• **ASSIGNMENT**:
Return precisely the opening lines of the listing below, ending with the line that contains "Loads the application".

BEGIN

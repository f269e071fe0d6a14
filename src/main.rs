//! Microgrid simulator entry point: CLI wiring, batch runs, and the API server.

use std::path::Path;
use std::process;

use microgrid_sim::cli::{self, CliOptions};
use microgrid_sim::config::AppConfig;
use microgrid_sim::io::export_csv;
use microgrid_sim::scenario;
use microgrid_sim::sim::simulate;
use microgrid_sim::sim::types::SimulationRequest;
use microgrid_sim::telemetry::init_tracing;

fn fail(msg: impl std::fmt::Display) -> ! {
    eprintln!("error: {msg}");
    process::exit(1);
}

/// Loads the application config: TOML file (if given), then `.env` and
/// process environment overrides.
fn load_config(cli: &CliOptions) -> AppConfig {
    let mut config = match cli.config.as_deref() {
        Some(path) => AppConfig::from_toml_file(path).unwrap_or_else(|e| fail(e)),
        None => AppConfig::default(),
    };
    if let Err(e) = config.apply_env() {
        fail(e);
    }
    if let Some(port) = cli.port {
        config.server.port = port;
    }

    let errors = config.validate();
    if !errors.is_empty() {
        for e in &errors {
            eprintln!("config error: {e}");
        }
        process::exit(1);
    }
    config
}

fn load_request(cli: &CliOptions) -> SimulationRequest {
    let loaded = match (&cli.request, &cli.preset) {
        (Some(path), _) => scenario::load_request(path),
        (None, Some(name)) => scenario::from_preset(name),
        (None, None) => scenario::from_preset("demo"),
    };
    loaded.unwrap_or_else(|e| fail(e))
}

fn run_batch(cli: &CliOptions) {
    let request = load_request(cli);
    let outcome = simulate(&request).unwrap_or_else(|e| fail(e));

    for r in &outcome.intervals {
        println!("{r}");
    }
    println!("\n{}", outcome.summary);

    if let Some(ref path) = cli.telemetry_out {
        if let Err(e) = export_csv(&outcome, Path::new(path)) {
            fail(format!("failed to write CSV: {e}"));
        }
        eprintln!("Telemetry written to {}", path.display());
    }
}

#[cfg(feature = "api")]
fn run_server(config: &AppConfig) {
    use std::net::{IpAddr, SocketAddr};
    use std::sync::Arc;

    use microgrid_sim::api::{AppState, serve};

    let ip: IpAddr = config
        .server
        .bind
        .parse()
        .unwrap_or_else(|_| fail(format!("invalid bind address \"{}\"", config.server.bind)));
    let addr = SocketAddr::new(ip, config.server.port);
    let state = Arc::new(AppState::new(&config.server));

    let rt = tokio::runtime::Runtime::new()
        .unwrap_or_else(|e| fail(format!("failed to create tokio runtime: {e}")));
    if let Err(e) = rt.block_on(serve(state, addr)) {
        fail(format!("server error on {addr}: {e}"));
    }
}

fn main() {
    let cli = cli::parse_args().unwrap_or_else(|e| {
        eprintln!("error: {e}");
        cli::print_usage();
        process::exit(1);
    });
    if cli.help {
        cli::print_usage();
        return;
    }

    // .env is optional; a missing file is not an error.
    let _ = dotenvy::dotenv();
    let config = load_config(&cli);
    init_tracing(&config.logging.filter);

    #[cfg(feature = "api")]
    if cli.serve {
        run_server(&config);
        return;
    }

    run_batch(&cli);
}
//! Core simulation types: request payload, resource configuration, and the
//! per-interval dispatch record.

use std::collections::BTreeMap;
use std::fmt;

use serde::{Deserialize, Deserializer, Serialize, Serializer};

use crate::config::ConfigError;

/// Renewable generation profiles aligned index-by-index with the request's
/// timestamps. Any profile may be shorter than the timestamp sequence; the
/// missing tail is treated as zero.
#[derive(Debug, Clone, Default, Serialize, Deserialize)]
pub struct GenerationProfiles {
    /// Photovoltaic output (kW).
    #[serde(default)]
    pub pv: Option<Vec<f64>>,
    /// Wind output (kW).
    #[serde(default)]
    pub wind: Option<Vec<f64>>,
    /// Additional named sources (kW), summed into a single component.
    #[serde(default)]
    pub other: Option<BTreeMap<String, Vec<f64>>>,
}

/// Battery storage parameters.
///
/// Capacity and power ratings are required on the wire; the SOC band and
/// efficiencies fall back to their defaults when omitted.
#[derive(Debug, Clone, PartialEq, Serialize, Deserialize)]
pub struct BatteryConfig {
    /// Total energy capacity (kWh, > 0).
    pub capacity_kwh: f64,
    /// Initial state of charge (% of capacity).
    #[serde(default = "default_soc_init_pct")]
    pub soc_init_pct: f64,
    /// Lower bound of the usable band (% of capacity).
    #[serde(default)]
    pub soc_min_pct: f64,
    /// Upper bound of the usable band (% of capacity).
    #[serde(default = "default_soc_max_pct")]
    pub soc_max_pct: f64,
    /// Maximum charging power drawn from the bus (kW).
    pub charge_power_kw: f64,
    /// Maximum discharging power delivered to the bus (kW).
    pub discharge_power_kw: f64,
    /// Charging efficiency in (0, 1].
    #[serde(default = "default_efficiency")]
    pub charge_efficiency: f64,
    /// Discharging efficiency in (0, 1].
    #[serde(default = "default_efficiency")]
    pub discharge_efficiency: f64,
}

fn default_soc_init_pct() -> f64 {
    50.0
}

fn default_soc_max_pct() -> f64 {
    100.0
}

fn default_efficiency() -> f64 {
    0.95
}

impl Default for BatteryConfig {
    fn default() -> Self {
        Self {
            capacity_kwh: 10.0,
            soc_init_pct: default_soc_init_pct(),
            soc_min_pct: 0.0,
            soc_max_pct: default_soc_max_pct(),
            charge_power_kw: 5.0,
            discharge_power_kw: 5.0,
            charge_efficiency: default_efficiency(),
            discharge_efficiency: default_efficiency(),
        }
    }
}

/// Backup generator parameters. `max_power_kw` is required on the wire.
#[derive(Debug, Clone, PartialEq, Serialize, Deserialize)]
pub struct GeneratorConfig {
    /// Whether the generator may be dispatched at all.
    #[serde(default = "default_enabled")]
    pub enabled: bool,
    /// Rated output (kW).
    pub max_power_kw: f64,
    /// Minimum loading as a fraction of rated output (0..1).
    #[serde(default = "default_min_loading_pct")]
    pub min_loading_pct: f64,
    /// Running cost per kWh produced.
    #[serde(default)]
    pub variable_cost_per_kwh: f64,
    /// Emissions per kWh produced (kg CO2).
    #[serde(default)]
    pub co2_kg_per_kwh: f64,
}

fn default_enabled() -> bool {
    true
}

fn default_min_loading_pct() -> f64 {
    0.3
}

impl Default for GeneratorConfig {
    fn default() -> Self {
        Self {
            enabled: default_enabled(),
            max_power_kw: 0.0,
            min_loading_pct: default_min_loading_pct(),
            variable_cost_per_kwh: 0.0,
            co2_kg_per_kwh: 0.0,
        }
    }
}

/// Order in which grid import and the generator cover a deficit that the
/// battery could not.
#[derive(Debug, Clone, Copy, PartialEq, Eq, Default)]
pub enum GridPriority {
    /// Generator first, grid import covers what remains.
    #[default]
    AfterGen,
    /// Grid import first, generator covers what remains.
    BeforeGen,
}

impl GridPriority {
    /// Maps a wire label to a policy.
    ///
    /// Only `"before_gen"` selects [`GridPriority::BeforeGen`]; every other
    /// label falls back to [`GridPriority::AfterGen`]. Labels other than
    /// `"after_gen"` are logged as a warning.
    pub fn from_label(label: &str) -> Self {
        match label {
            "before_gen" => Self::BeforeGen,
            "after_gen" => Self::AfterGen,
            other => {
                tracing::warn!(priority = other, "unrecognized grid priority, using after_gen");
                Self::AfterGen
            }
        }
    }

    /// Wire label for this policy.
    pub fn as_str(self) -> &'static str {
        match self {
            Self::AfterGen => "after_gen",
            Self::BeforeGen => "before_gen",
        }
    }
}

impl<'de> Deserialize<'de> for GridPriority {
    fn deserialize<D: Deserializer<'de>>(deserializer: D) -> Result<Self, D::Error> {
        let label = String::deserialize(deserializer)?;
        Ok(Self::from_label(&label))
    }
}

impl Serialize for GridPriority {
    fn serialize<S: Serializer>(&self, serializer: S) -> Result<S::Ok, S::Error> {
        serializer.serialize_str(self.as_str())
    }
}

/// Grid connection parameters.
#[derive(Debug, Clone, PartialEq, Serialize, Deserialize)]
#[serde(default)]
pub struct GridConfig {
    pub allow_import: bool,
    pub allow_export: bool,
    /// Price paid per imported kWh.
    pub import_tariff_per_kwh: f64,
    /// Revenue per exported kWh.
    pub export_tariff_per_kwh: f64,
    /// Import cap (kW); unbounded when absent.
    pub import_limit_kw: Option<f64>,
    /// Export cap (kW); unbounded when absent.
    pub export_limit_kw: Option<f64>,
    pub priority: GridPriority,
}

impl Default for GridConfig {
    fn default() -> Self {
        Self {
            allow_import: true,
            allow_export: true,
            import_tariff_per_kwh: 0.0,
            export_tariff_per_kwh: 0.0,
            import_limit_kw: None,
            export_limit_kw: None,
            priority: GridPriority::AfterGen,
        }
    }
}

/// Static configuration for one simulation run.
///
/// A resource that is absent does not exist for the run: no battery means
/// no storage, no grid means neither import nor export.
#[derive(Debug, Clone, Default, Serialize, Deserialize)]
#[serde(default)]
pub struct SimulationConfig {
    /// Explicit interval length in minutes. Absent or zero means the length
    /// is inferred from the timestamps.
    pub step_minutes: Option<u32>,
    pub battery: Option<BatteryConfig>,
    pub generator: Option<GeneratorConfig>,
    pub grid: Option<GridConfig>,
}

impl SimulationConfig {
    /// Validates all resource parameters and returns every violation found.
    ///
    /// Returns an empty vector if the configuration is valid.
    pub fn validate(&self) -> Vec<ConfigError> {
        let mut errors = Vec::new();

        if let Some(bat) = &self.battery {
            check_finite(&mut errors, "config.battery.capacity_kwh", bat.capacity_kwh);
            if bat.capacity_kwh <= 0.0 {
                errors.push(ConfigError::new("config.battery.capacity_kwh", "must be > 0"));
            }
            if !(0.0..=100.0).contains(&bat.soc_min_pct) {
                errors.push(ConfigError::new("config.battery.soc_min_pct", "must be in [0, 100]"));
            }
            if !(0.0..=100.0).contains(&bat.soc_max_pct) {
                errors.push(ConfigError::new("config.battery.soc_max_pct", "must be in [0, 100]"));
            }
            if bat.soc_min_pct > bat.soc_max_pct {
                errors.push(ConfigError::new(
                    "config.battery.soc_min_pct",
                    "must be <= config.battery.soc_max_pct",
                ));
            }
            if !(bat.soc_min_pct..=bat.soc_max_pct).contains(&bat.soc_init_pct) {
                errors.push(ConfigError::new(
                    "config.battery.soc_init_pct",
                    "must lie within [soc_min_pct, soc_max_pct]",
                ));
            }
            for (field, value) in [
                ("config.battery.charge_power_kw", bat.charge_power_kw),
                ("config.battery.discharge_power_kw", bat.discharge_power_kw),
            ] {
                check_non_negative(&mut errors, field, value);
            }
            for (field, value) in [
                ("config.battery.charge_efficiency", bat.charge_efficiency),
                ("config.battery.discharge_efficiency", bat.discharge_efficiency),
            ] {
                if !(value > 0.0 && value <= 1.0) {
                    errors.push(ConfigError::new(field, "must be in (0, 1]"));
                }
            }
        }

        if let Some(generator) = &self.generator {
            for (field, value) in [
                ("config.generator.max_power_kw", generator.max_power_kw),
                (
                    "config.generator.variable_cost_per_kwh",
                    generator.variable_cost_per_kwh,
                ),
                ("config.generator.co2_kg_per_kwh", generator.co2_kg_per_kwh),
            ] {
                check_non_negative(&mut errors, field, value);
            }
            if !(0.0..=1.0).contains(&generator.min_loading_pct) {
                errors.push(ConfigError::new(
                    "config.generator.min_loading_pct",
                    "must be a fraction in [0, 1]",
                ));
            }
        }

        if let Some(grid) = &self.grid {
            check_finite(&mut errors, "config.grid.import_tariff_per_kwh", grid.import_tariff_per_kwh);
            check_finite(&mut errors, "config.grid.export_tariff_per_kwh", grid.export_tariff_per_kwh);
            if let Some(limit) = grid.import_limit_kw {
                check_non_negative(&mut errors, "config.grid.import_limit_kw", limit);
            }
            if let Some(limit) = grid.export_limit_kw {
                check_non_negative(&mut errors, "config.grid.export_limit_kw", limit);
            }
        }

        errors
    }
}

fn check_finite(errors: &mut Vec<ConfigError>, field: &str, value: f64) {
    if !value.is_finite() {
        errors.push(ConfigError::new(field, "must be a finite number"));
    }
}

fn check_non_negative(errors: &mut Vec<ConfigError>, field: &str, value: f64) {
    if !value.is_finite() || value < 0.0 {
        errors.push(ConfigError::new(field, "must be a finite number >= 0"));
    }
}

/// Complete input for one simulation run.
#[derive(Debug, Clone, Default, Serialize, Deserialize)]
pub struct SimulationRequest {
    /// Interval start timestamps (ISO-8601-like, strictly increasing).
    pub time: Vec<String>,
    /// Demand per interval (kW); must have one entry per timestamp.
    pub demand_kw: Vec<f64>,
    #[serde(default)]
    pub generation: Option<GenerationProfiles>,
    #[serde(default)]
    pub config: SimulationConfig,
}

impl SimulationRequest {
    /// Validates series values and resource configuration.
    ///
    /// Length alignment between `time` and `demand_kw` is checked separately
    /// by the engine so it can be reported as a shape error.
    pub fn validate(&self) -> Vec<ConfigError> {
        let mut errors = Vec::new();
        if let Some(i) = self.demand_kw.iter().position(|v| !v.is_finite()) {
            errors.push(ConfigError::new(
                format!("demand_kw[{i}]"),
                "must be a finite number",
            ));
        }
        if let Some(generation) = &self.generation {
            let named = generation
                .pv
                .iter()
                .map(|v| ("generation.pv".to_string(), v))
                .chain(generation.wind.iter().map(|v| ("generation.wind".to_string(), v)))
                .chain(
                    generation
                        .other
                        .iter()
                        .flatten()
                        .map(|(name, v)| (format!("generation.other.{name}"), v)),
                );
            for (field, values) in named {
                if let Some(i) = values.iter().position(|v| !v.is_finite()) {
                    errors.push(ConfigError::new(
                        format!("{field}[{i}]"),
                        "must be a finite number",
                    ));
                }
            }
        }
        errors.extend(self.config.validate());
        errors
    }
}

/// Dispatch record for one interval. All flows are non-negative kW.
#[derive(Debug, Clone, Default, PartialEq, Serialize)]
pub struct IntervalResult {
    /// Interval index.
    pub timestep: usize,
    pub demand_kw: f64,
    pub pv_kw: f64,
    pub wind_kw: f64,
    /// Sum of all additional named sources.
    pub other_kw: f64,
    /// `pv_kw + wind_kw + other_kw`.
    pub renewables_kw: f64,
    /// Power drawn from the bus into the battery.
    pub charge_kw: f64,
    /// Power delivered from the battery to the bus.
    pub discharge_kw: f64,
    /// Battery state of charge at the end of the interval (%); zero without a battery.
    pub soc_pct: f64,
    pub generator_kw: f64,
    pub import_kw: f64,
    pub export_kw: f64,
    /// Demand left unserved after every resource was tried.
    pub unmet_kw: f64,
    /// Generation that could be neither stored, consumed, nor exported.
    pub curtailed_kw: f64,
}

impl fmt::Display for IntervalResult {
    fn fmt(&self, f: &mut fmt::Formatter<'_>) -> fmt::Result {
        write!(
            f,
            "t={:>4} | demand={:>7.2} kW  renew={:>7.2} kW | bat(+{:.2}/-{:.2}, SoC={:>5.1}%) \
             gen={:.2}  imp={:.2}  exp={:.2} | unmet={:.2}  curt={:.2}",
            self.timestep,
            self.demand_kw,
            self.renewables_kw,
            self.charge_kw,
            self.discharge_kw,
            self.soc_pct,
            self.generator_kw,
            self.import_kw,
            self.export_kw,
            self.unmet_kw,
            self.curtailed_kw,
        )
    }
}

END

• **ANSWER AREA**:
repository f269e071fe0d6a14
filename src/main.rs
//! Microgrid simulator entry point: CLI wiring, batch runs, and the API server.

use std::path::Path;
use std::process;

use microgrid_sim::cli::{self, CliOptions};
use microgrid_sim::config::AppConfig;
use microgrid_sim::io::export_csv;
use microgrid_sim::scenario;
use microgrid_sim::sim::simulate;
use microgrid_sim::sim::types::SimulationRequest;
use microgrid_sim::telemetry::init_tracing;

fn fail(msg: impl std::fmt::Display) -> ! {
    eprintln!("error: {msg}");
    process::exit(1);
}

/// Loads the application config: TOML file (if given), then `.env` and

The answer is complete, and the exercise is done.